> [ASSIGNED TASK]: Make an exact copy of every entry, from the first line to the last.

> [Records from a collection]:
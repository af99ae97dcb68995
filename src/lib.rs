//! # Larder
//!
//! A reactive store registry for Rust.
//!
//! Larder keeps application state outside any one component's lifetime and
//! offers two levels of abstraction:
//!
//! ## Signals (Low-level primitives)
//!
//! Fine-grained reactive primitives the stores are built on:
//! - `Signal<T>` - Reactive values that notify dependents when changed
//! - `Memo<T>` - Lazily computed, cached values that track their dependencies
//! - `Effect` - Side effects that run when dependencies change
//! - `Scope` - Groups of subscriptions that are stopped together
//!
//! ## Stores (High-level state management)
//!
//! - `Registry` - Holds one singleton `Store` per id, created on first use
//! - `define_store` - Options-style (state, getters, actions) or setup-style
//!   store definitions
//! - `Store` - State fields, memoized getters and actions behind one handle,
//!   with `patch`, `reset`, `subscribe`, `on_action` and `dispose`
//! - `CentralStore` - A single tree-wide store driven by `commit` and
//!   `dispatch`, with `map_state`-style helpers
//!
//! ```
//! use larder::{define_store, Registry, StoreOptions};
//! use serde_json::{json, Value};
//!
//! let use_counter = define_store(
//!     StoreOptions::new("counter")
//!         .state(|| json!({ "count": 0 }))
//!         .getter("double", |store| json!(store.get_as::<i64>("count").unwrap_or(0) * 2))
//!         .action("inc", |store, _| {
//!             store.state().update_as::<i64>("count", |n| *n += 1)?;
//!             Ok(Value::Null)
//!         }),
//! );
//!
//! let registry = Registry::new();
//! let counter = use_counter.use_store_in(&registry).unwrap();
//! counter.call("inc", Value::Null).unwrap();
//! assert_eq!(counter.get("count"), Some(json!(1)));
//! assert_eq!(counter.get("double"), Some(json!(2)));
//! ```

pub mod central;
pub mod error;
pub mod host;
pub mod registry;
pub mod runtime;
pub mod signal;
pub mod store;

// Re-export main types for convenience
pub use central::{
    map_actions, map_getters, map_mutations, map_state, ActionContext, ActionFuture,
    CentralOptions, CentralStore,
};
pub use error::{Result, StoreError};
pub use host::Component;
pub use registry::{
    active_registry, clear_active_registry, create_registry, plugin_fn, set_active_registry,
    Plugin, PluginContext, Registry, RegistryConfig, ReservedFieldPolicy,
};
pub use runtime::{batch, untrack, Scope};
pub use signal::{create_effect, create_memo, Effect, Memo, Signal};
pub use store::{
    define_store, ActionCall, ActionHooks, MutationEvent, MutationKind, Patch, ReadState,
    SetupFields, StateSlice, Store, StoreDefinition, StoreOptions, Subscription, UseStore,
};

#[cfg(test)]
mod tests {
    use super::*;
    use serde_json::json;

    #[test]
    fn it_works() {
        // Basic smoke test
        let registry = Registry::new();
        let use_flag = define_store(StoreOptions::new("flag").state(|| json!({ "on": false })));
        let flag = use_flag.use_store_in(&registry).unwrap();
        assert_eq!(flag.get("on"), Some(json!(false)));
        flag.set("on", json!(true)).unwrap();
        assert_eq!(flag.get("on"), Some(json!(true)));
    }
}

> [SOLUTION]:
repository af99ae97dcb68995
filename src/lib.rs
//! # Larder
//!
//! A reactive store registry for Rust.
//!
//! Larder keeps application state outside any one component's lifetime and
//! offers two levels of abstraction:
//!
//! ## Signals (Low-level primitives)
//!
//! Fine-grained reactive primitives the stores are built on:
//! - `Signal<T>` - Reactive values that notify dependents when changed
//! - `Memo<T>` - Lazily computed, cached values that track their dependencies
//! - `Effect` - Side effects that run when dependencies change
//! - `Scope` - Groups of subscriptions that are stopped together
//!
//! ## Stores (High-level state management)
//!
//! - `Registry` - Holds one singleton `Store` per id, created on first use
//! - `define_store` - Options-style (state, getters, actions) or setup-style
//!   store definitions
//! - `Store` - State fields, memoized getters and actions behind one handle,
//!   with `patch`, `reset`, `subscribe`, `on_action` and `dispose`
//! - `CentralStore` - A single tree-wide store driven by `commit` and
//!   `dispatch`, with `map_state`-style helpers
//!
//! ```
//! use larder::{define_store, Registry, StoreOptions};
//! use serde_json::{json, Value};
//!
//! let use_counter = define_store(
//!     StoreOptions::new("counter")
//!         .state(|| json!({ "count": 0 }))
//!         .getter("double", |store| json!(store.get_as::<i64>("count").unwrap_or(0) * 2))
//!         .action("inc", |store, _| {
//!             store.state().update_as::<i64>("count", |n| *n += 1)?;
//!             Ok(Value::Null)
//!         }),
//! );
//!
//! let registry = Registry::new();
//! let counter = use_counter.use_store_in(&registry).unwrap();
//! counter.call("inc", Value::Null).unwrap();
//! assert_eq!(counter.get("count"), Some(json!(1)));
//! assert_eq!(counter.get("double"), Some(json!(2)));
//! ```

pub mod central;
pub mod error;
pub mod host;
pub mod registry;
pub mod runtime;
pub mod signal;
pub mod store;

// Re-export main types for convenience
pub use central::{
    map_actions, map_getters, map_mutations, map_state, ActionContext, ActionFuture,
    CentralOptions, CentralStore,
};
pub use error::{Result, StoreError};
pub use host::Component;
pub use registry::{
    active_registry, clear_active_registry, create_registry, plugin_fn, set_active_registry,
    Plugin, PluginContext, Registry, RegistryConfig, ReservedFieldPolicy,
};
pub use runtime::{batch, untrack, Scope};
pub use signal::{create_effect, create_memo, Effect, Memo, Signal};
pub use store::{
    define_store, ActionCall, ActionHooks, MutationEvent, MutationKind, Patch, ReadState,
    SetupFields, StateSlice, Store, StoreDefinition, StoreOptions, Subscription, UseStore,
};

#[cfg(test)]
mod tests {
    use super::*;
    use serde_json::json;

    #[test]
    fn it_works() {
        // Basic smoke test
        let registry = Registry::new();
        let use_flag = define_store(StoreOptions::new("flag").state(|| json!({ "on": false })));
        let flag = use_flag.use_store_in(&registry).unwrap();
        assert_eq!(flag.get("on"), Some(json!(false)));
        flag.set("on", json!(true)).unwrap();
        assert_eq!(flag.get("on"), Some(json!(true)));
    }
}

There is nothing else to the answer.